Cycle sequencing (Big Dye) - (Apr/20/2011 )
Hi there,
Having a problem here in big dye. I am doing my cycle sequencing using the PCR purified product (after gel-slicing). However, the result which i get from the sequencing are short reads/noisy data. What causes the short read/noisy data. I insert: 1uL of my primer, 1ul of sequencing buffer, 2.0ul of template (300ng/ul), and 1ul of big dye. what should i do???
Lizrene
Short reads are usually the result of too much template DNA. Sequencing reactions are one of the few places where both too much and too little DNA can cause problems.
what about noisy data? my sequence has lots of 'N'
If the reads are good for a while, then drop in amplitude dramatically, then reporting N's, I'd suggest that the problem is too much DNA. You should be looking at the trace file, not at the called sequence. If you have the trace file (.ab1 file e.g.) then I could tell more.
Can you show a picture? A negative control (or failed seq) will give you unreadable sequences with lots of N. You could also have too much background because you injected too much sequence.
It's hard to tell without seing the electropherogram.
phage434 on Thu Apr 21 03:41:52 2011 said:
If the reads are good for a while, then drop in amplitude dramatically, then reporting N's, I'd suggest that the problem is too much DNA. You should be looking at the trace file, not at the called sequence. If you have the trace file (.ab1 file e.g.) then I could tell more.
HI,
As attached ...
Maddie on Thu Apr 21 15:48:09 2011 said:
Can you show a picture? A negative control (or failed seq) will give you unreadable sequences with lots of N. You could also have too much background because you injected too much sequence.

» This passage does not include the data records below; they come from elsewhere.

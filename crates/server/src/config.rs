use crate::session::{self, SessionStore};
use anyhow::{bail, Context, Result};
use serde::{Deserialize, Serialize};
use std::path::Path;
use std::sync::Arc;
use tmcp_fetch_core::convert::{
    CloudflareConverter, LocalConverter, MarkdownConverter, CLOUDFLARE_BASE_URL,
};
use tmcp_fetch_core::{wikipedia, HttpFetcher, USER_AGENT};
use tmcp_fetch_mcp::{build_registry, McpServer, ToolServices};

#[derive(Debug, Clone, Default, Serialize, Deserialize)]
pub struct ServerConfig {
    #[serde(default)]
    pub http: HttpConfig,

    #[serde(default)]
    pub fetch: FetchConfig,

    #[serde(default)]
    pub wikipedia: WikipediaConfig,

    #[serde(default)]
    pub conversion: ConversionConfig,
}

#[derive(Debug, Clone, Serialize, Deserialize)]
pub struct HttpConfig {
    #[serde(default = "default_host")]
    pub host: String,

    #[serde(default = "default_port")]
    pub port: u16,

    /// Seconds without a request before a session expires
    #[serde(default = "default_session_idle_secs")]
    pub session_idle_secs: u64,

    #[serde(default = "default_max_sessions")]
    pub max_sessions: usize,
}

fn default_host() -> String {
    "127.0.0.1".to_string()
}

fn default_port() -> u16 {
    8080
}

fn default_session_idle_secs() -> u64 {
    session::DEFAULT_IDLE_TIMEOUT_SECS
}

fn default_max_sessions() -> usize {
    session::DEFAULT_MAX_SESSIONS
}

impl Default for HttpConfig {
    fn default() -> Self {
        Self {
            host: default_host(),
            port: default_port(),
            session_idle_secs: default_session_idle_secs(),
            max_sessions: default_max_sessions(),
        }
    }
}

#[derive(Debug, Clone, Serialize, Deserialize)]
pub struct FetchConfig {
    #[serde(default = "default_user_agent")]
    pub user_agent: String,
}

fn default_user_agent() -> String {
    USER_AGENT.to_string()
}

impl Default for FetchConfig {
    fn default() -> Self {
        Self {
            user_agent: default_user_agent(),
        }
    }
}

#[derive(Debug, Clone, Serialize, Deserialize)]
pub struct WikipediaConfig {
    #[serde(default = "default_wikipedia_endpoint")]
    pub endpoint: String,
}

fn default_wikipedia_endpoint() -> String {
    wikipedia::DEFAULT_ENDPOINT.to_string()
}

impl Default for WikipediaConfig {
    fn default() -> Self {
        Self {
            endpoint: default_wikipedia_endpoint(),
        }
    }
}

#[derive(Debug, Clone, Copy, Default, PartialEq, Eq, Serialize, Deserialize)]
#[serde(rename_all = "lowercase")]
pub enum ConversionBackend {
    /// In-process HTML to Markdown
    #[default]
    Local,
    /// Cloudflare Workers AI batched conversion
    Cloudflare,
}

#[derive(Debug, Clone, Serialize, Deserialize)]
pub struct ConversionConfig {
    #[serde(default)]
    pub backend: ConversionBackend,

    #[serde(default)]
    pub account_id: Option<String>,

    /// Falls back to `CLOUDFLARE_API_TOKEN`
    #[serde(default)]
    pub api_token: Option<String>,

    #[serde(default = "default_conversion_base_url")]
    pub base_url: String,
}

fn default_conversion_base_url() -> String {
    CLOUDFLARE_BASE_URL.to_string()
}

impl Default for ConversionConfig {
    fn default() -> Self {
        Self {
            backend: ConversionBackend::default(),
            account_id: None,
            api_token: None,
            base_url: default_conversion_base_url(),
        }
    }
}

impl ConversionConfig {
    /// Build the configured converter, sharing the fetcher's HTTP client
    pub fn build(&self, fetcher: &HttpFetcher) -> Result<Arc<dyn MarkdownConverter>> {
        match self.backend {
            ConversionBackend::Local => Ok(Arc::new(LocalConverter::new())),
            ConversionBackend::Cloudflare => {
                let Some(account_id) = self.account_id.clone() else {
                    bail!("conversion.account_id is required for the cloudflare backend");
                };
                let Some(api_token) = self
                    .api_token
                    .clone()
                    .or_else(|| std::env::var("CLOUDFLARE_API_TOKEN").ok())
                else {
                    bail!("conversion.api_token or CLOUDFLARE_API_TOKEN is required for the cloudflare backend");
                };

                Ok(Arc::new(
                    CloudflareConverter::new(fetcher.client().clone(), account_id, api_token)
                        .with_base_url(&self.base_url),
                ))
            }
        }
    }
}

impl ServerConfig {
    pub fn load(config_path: &Path) -> Result<Self> {
        // Load config file if it exists, otherwise use defaults
        if config_path.exists() {
            let content = std::fs::read_to_string(config_path)
                .context("Failed to read configuration file")?;
            toml::from_str(&content).context("Failed to parse configuration file")
        } else {
            tracing::info!("Configuration file not found, using defaults");
            Ok(Self::default())
        }
    }

    /// Address the HTTP server binds to
    pub fn bind_addr(&self) -> String {
        format!("{}:{}", self.http.host, self.http.port)
    }
}

/// Application state shared across handlers
#[derive(Clone)]
pub struct AppState {
    pub server: Arc<McpServer>,
    pub sessions: SessionStore,
}

impl AppState {
    pub fn new(config: &ServerConfig) -> Result<Self> {
        let fetcher = HttpFetcher::with_user_agent(&config.fetch.user_agent)
            .context("Failed to create HTTP client")?;

        let converter = config
            .conversion
            .build(&fetcher)
            .context("Failed to create conversion backend")?;
        tracing::info!(backend = converter.name(), "conversion backend ready");

        let services = ToolServices::new(fetcher, converter, Some(&config.wikipedia.endpoint));
        let server = Arc::new(McpServer::new(build_registry(services)));

        Ok(Self {
            server,
            sessions: SessionStore::with_limits(
                config.http.session_idle_secs,
                config.http.max_sessions,
            ),
        })
    }
}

It's hard to tell without seing the electropherogram.
Hi maddie,
As attached. Thanks
Lizrene
I'd say that you either have no template DNA (have you verified on a gel? Tried restriction digests?) or that your primers are not binding. There is no interpretable sequence data in those files. How was your DNA prepared? Primers? How do you know that the primers will bind to your template?

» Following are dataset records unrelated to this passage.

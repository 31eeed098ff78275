// Outbound HTTP fetching

use crate::error::{FetchError, Result};
use crate::USER_AGENT;
use reqwest::header::CONTENT_TYPE;
use serde::de::DeserializeOwned;

/// Response of a single GET request
#[derive(Debug, Clone)]
pub struct FetchResult {
    pub status: u16,
    pub content_type: Option<String>,
    pub body: String,
}

impl FetchResult {
    pub fn is_success(&self) -> bool {
        (200..300).contains(&self.status)
    }

    /// Turn a non-2xx response into [`FetchError::Status`]
    pub fn error_for_status(self) -> Result<Self> {
        if self.is_success() {
            Ok(self)
        } else {
            Err(FetchError::Status(self.status))
        }
    }

    /// Decode the body as JSON
    pub fn json<T: DeserializeOwned>(&self) -> Result<T> {
        Ok(serde_json::from_str(&self.body)?)
    }
}

/// GET-only HTTP client that identifies itself with a fixed user agent.
///
/// A single attempt is made per call. Failures are surfaced immediately.
#[derive(Debug, Clone)]
pub struct HttpFetcher {
    client: reqwest::Client,
}

impl HttpFetcher {
    pub fn new() -> Result<Self> {
        Self::with_user_agent(USER_AGENT)
    }

    pub fn with_user_agent(user_agent: &str) -> Result<Self> {
        let client = reqwest::Client::builder().user_agent(user_agent).build()?;
        Ok(Self { client })
    }

    /// Underlying client, shared with backends that need other verbs
    pub fn client(&self) -> &reqwest::Client {
        &self.client
    }

    pub async fn get(&self, url: &str) -> Result<FetchResult> {
        tracing::debug!(url, "fetching");

        let response = self.client.get(url).send().await?;
        let status = response.status().as_u16();
        let content_type = response
            .headers()
            .get(CONTENT_TYPE)
            .and_then(|value| value.to_str().ok())
            .map(str::to_string);
        let body = response.text().await?;

        tracing::debug!(url, status, content_type = ?content_type, "fetched");

        Ok(FetchResult {
            status,
            content_type,
            body,
        })
    }
}
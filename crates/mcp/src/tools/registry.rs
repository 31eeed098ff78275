// Tool trait and registry

use super::args::ValidationError;
use crate::protocol::{CallToolResult, ToolSchema};
use std::collections::BTreeMap;
use std::sync::Arc;

/// Tool executor trait
#[async_trait::async_trait]
pub trait Tool: Send + Sync {
    /// Get the tool schema for MCP
    fn schema(&self) -> ToolSchema;

    /// Execute the tool with given arguments.
    ///
    /// Only argument validation fails the call; operational failures come
    /// back as an error-flagged [`CallToolResult`].
    async fn execute(&self, arguments: serde_json::Value) -> Result<CallToolResult, ValidationError>;
}

/// Tool registry, built once at start-up and read-only afterwards
pub struct ToolRegistry {
    tools: BTreeMap<String, Arc<dyn Tool>>,
}

impl ToolRegistry {
    pub fn new() -> Self {
        Self {
            tools: BTreeMap::new(),
        }
    }

    /// Register a tool, replacing any tool with the same name
    pub fn register(&mut self, tool: Arc<dyn Tool>) {
        let schema = tool.schema();
        if self.tools.insert(schema.name.clone(), tool).is_some() {
            tracing::warn!(tool = %schema.name, "replaced previously registered tool");
        }
    }

    /// Get a tool by name
    pub fn get(&self, name: &str) -> Option<Arc<dyn Tool>> {
        self.tools.get(name).cloned()
    }

    /// List all tool schemas, ordered by name
    pub fn list_schemas(&self) -> Vec<ToolSchema> {
        self.tools.values().map(|t| t.schema()).collect()
    }

    /// Check if a tool exists
    pub fn contains(&self, name: &str) -> bool {
        self.tools.contains_key(name)
    }

    pub fn len(&self) -> usize {
        self.tools.len()
    }

    pub fn is_empty(&self) -> bool {
        self.tools.is_empty()
    }
}

impl Default for ToolRegistry {
    fn default() -> Self {
        Self::new()
    }
}

// Helper functions for creating tool schemas

pub fn json_schema_object(properties: serde_json::Value, required: Vec<&str>) -> serde_json::Value {
    serde_json::json!({
        "type": "object",
        "properties": properties,
        "required": required
    })
}

pub fn json_schema_string(description: &str) -> serde_json::Value {
    serde_json::json!({
        "type": "string",
        "description": description
    })
}

pub fn json_schema_url(description: &str) -> serde_json::Value {
    serde_json::json!({
        "type": "string",
        "format": "uri",
        "description": description
    })
}

pub fn json_schema_integer(description: &str) -> serde_json::Value {
    serde_json::json!({
        "type": "integer",
        "minimum": 0,
        "description": description
    })
}
// Tool argument validation

use serde::de::DeserializeOwned;

/// Arguments did not match a tool's input schema
#[derive(Debug, thiserror::Error)]
pub enum ValidationError {
    #[error("invalid arguments for {tool}: {source}")]
    Malformed {
        tool: &'static str,
        #[source]
        source: serde_json::Error,
    },

    #[error("invalid arguments for {tool}: {message}")]
    Invalid { tool: &'static str, message: String },
}

/// Checks beyond what deserialization enforces
pub trait Validate {
    fn validate(&self) -> Result<(), String> {
        Ok(())
    }
}

/// Deserialize and validate raw tool arguments
pub fn parse_arguments<T>(tool: &'static str, arguments: serde_json::Value) -> Result<T, ValidationError>
where
    T: DeserializeOwned + Validate,
{
    let args: T = serde_json::from_value(arguments)
        .map_err(|source| ValidationError::Malformed { tool, source })?;
    args.validate()
        .map_err(|message| ValidationError::Invalid { tool, message })?;
    Ok(args)
}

I agree with phage. A PCR with too little or no DNA would look like that. Another possibility is that you used too much DNA. 600ng from PCR product is far too much. I attach the manual of the kit, see page 2-6. For PCR product, it doesn't go higher than 30 ng.

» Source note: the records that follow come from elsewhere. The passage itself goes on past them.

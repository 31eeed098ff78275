// Wikipedia search and page tools

use super::args::{parse_arguments, Validate, ValidationError};
use super::failure::failure_result;
use crate::protocol::{CallToolResult, ToolSchema};
use crate::tools::{json_schema_integer, json_schema_object, json_schema_string, Tool};
use serde::Deserialize;
use std::sync::Arc;
use tmcp_fetch_core::wikipedia::{SearchResult, WikipediaClient};

pub const SEARCH_WIKIPEDIA_TOOL: &str = "search-wikipedia";
pub const FETCH_WIKIPEDIA_PAGE_TOOL: &str = "fetch-wikipedia-page";

/// Render one search hit as a content entry
pub fn format_search_result(result: &SearchResult) -> String {
    format!(
        "# {}\n\npage id: `{}`\n\n## Snippet\n\n{}",
        result.title,
        result.page_id,
        result.snippet.trim()
    )
}

/// Tool to search Wikipedia
pub struct SearchWikipediaTool {
    client: Arc<WikipediaClient>,
}

impl SearchWikipediaTool {
    pub fn new(client: Arc<WikipediaClient>) -> Self {
        Self { client }
    }
}

#[derive(Debug, Deserialize)]
struct SearchArgs {
    query: String,
}

impl Validate for SearchArgs {}

#[async_trait::async_trait]
impl Tool for SearchWikipediaTool {
    fn schema(&self) -> ToolSchema {
        ToolSchema {
            name: SEARCH_WIKIPEDIA_TOOL.to_string(),
            description: "Search Wikipedia for relevant document names and summaries, which can be used to fetch the full document".to_string(),
            input_schema: json_schema_object(
                serde_json::json!({
                    "query": json_schema_string("The query to search for")
                }),
                vec!["query"],
            ),
        }
    }

    async fn execute(&self, arguments: serde_json::Value) -> Result<CallToolResult, ValidationError> {
        let args: SearchArgs = parse_arguments(SEARCH_WIKIPEDIA_TOOL, arguments)?;

        Ok(match self.client.search(&args.query).await {
            Ok(results) => CallToolResult::texts(results.iter().map(format_search_result)),
            Err(e) => failure_result(SEARCH_WIKIPEDIA_TOOL, &e),
        })
    }
}

/// Tool to fetch a Wikipedia page's plain-text extract by id
pub struct FetchWikipediaPageTool {
    client: Arc<WikipediaClient>,
}

impl FetchWikipediaPageTool {
    pub fn new(client: Arc<WikipediaClient>) -> Self {
        Self { client }
    }
}

#[derive(Debug, Deserialize)]
struct PageArgs {
    id: u64,
}

impl Validate for PageArgs {}

#[async_trait::async_trait]
impl Tool for FetchWikipediaPageTool {
    fn schema(&self) -> ToolSchema {
        ToolSchema {
            name: FETCH_WIKIPEDIA_PAGE_TOOL.to_string(),
            description: "Fetch a Wikipedia page by its ID".to_string(),
            input_schema: json_schema_object(
                serde_json::json!({
                    "id": json_schema_integer("The ID of the Wikipedia page")
                }),
                vec!["id"],
            ),
        }
    }

    async fn execute(&self, arguments: serde_json::Value) -> Result<CallToolResult, ValidationError> {
        let args: PageArgs = parse_arguments(FETCH_WIKIPEDIA_PAGE_TOOL, arguments)?;

        Ok(match self.client.page(args.id).await {
            Ok(page) => CallToolResult::text(page.content),
            Err(e) => failure_result(FETCH_WIKIPEDIA_PAGE_TOOL, &e),
        })
    }
}
use crate::config::AppState;
use anyhow::Result;
use axum::{
    extract::State,
    http::StatusCode,
    response::IntoResponse,
    routing::{get, post},
    Json, Router,
};
use std::sync::Arc;
use tower_http::{
    cors::CorsLayer,
    trace::{DefaultMakeSpan, DefaultOnResponse, TraceLayer},
};

mod handlers;

pub use handlers::SESSION_HEADER;

/// Start the API server
pub async fn serve(addr: &str, state: AppState) -> Result<()> {
    let app = create_router(state);

    let listener = tokio::net::TcpListener::bind(addr).await?;
    tracing::info!("MCP endpoint listening on http://{}/mcp", addr);

    axum::serve(listener, app).await?;

    Ok(())
}

/// Create the API router
pub fn create_router(state: AppState) -> Router {
    Router::new()
        .route(
            "/mcp",
            post(handlers::post_mcp).delete(handlers::delete_mcp),
        )
        .route("/api/health", get(health_check))
        // Anything the transport does not handle
        .fallback(not_found)
        // Middleware
        .layer(
            TraceLayer::new_for_http()
                .make_span_with(DefaultMakeSpan::new().include_headers(true))
                .on_response(DefaultOnResponse::new().include_headers(true)),
        )
        .layer(CorsLayer::permissive())
        .with_state(Arc::new(state))
}

/// Health check endpoint
async fn health_check(State(state): State<Arc<AppState>>) -> impl IntoResponse {
    Json(serde_json::json!({
        "status": "ok",
        "service": "tmcp-fetch",
        "version": env!("CARGO_PKG_VERSION"),
        "tools": state.server.registry().len(),
        "sessions": state.sessions.len().await,
    }))
}

pub(crate) async fn not_found() -> impl IntoResponse {
    (StatusCode::NOT_FOUND, "Not Found")
}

How did you quantify your DNA?
phage434 on Fri Apr 22 12:17:32 2011 said:
I'd say that you either have no template DNA (have you verified on a gel? Tried restriction digests?) or that your primers are not binding. There is no interpretable sequence data in those files. How was your DNA prepared? Primers? How do you know that the primers will bind to your template?
Hi phage 454,
To verify on a gel, is it after the Big Dye? If after the big dye, i did not do it. I did not use any restriction digests. My template is from a PCR Purified Product. I did use the same primers like i did for my pcr amplification. it worked cause i get my targeted size band.what do you suggests? I did the big dye manually. And the protocol as follow:
After the Big Dye (5ul)- 40 cycles,I add 1ul of 125mM EDTA, 1ul 3M NaOAc (pH 4.6), 25ul 100% Ethanol, where all these are reached to the bottom of the tube.I tab to mix, incubate at room temperature for 15 minutes.Spin at max speed 13200 rpm for 20 min. I discard the supernatant using pipette. I add 35ul of 70% ethanol (prepared fresh). again spin max speed, 13200 rpm, 10min at 4C. Discard the supernatant. Add 35 ul of 70% ethanol, spin 1 min, discard the ethanol. Dry at 65C for 20 min in incubator. Finally wrap with the aluminium foil. This is what i did.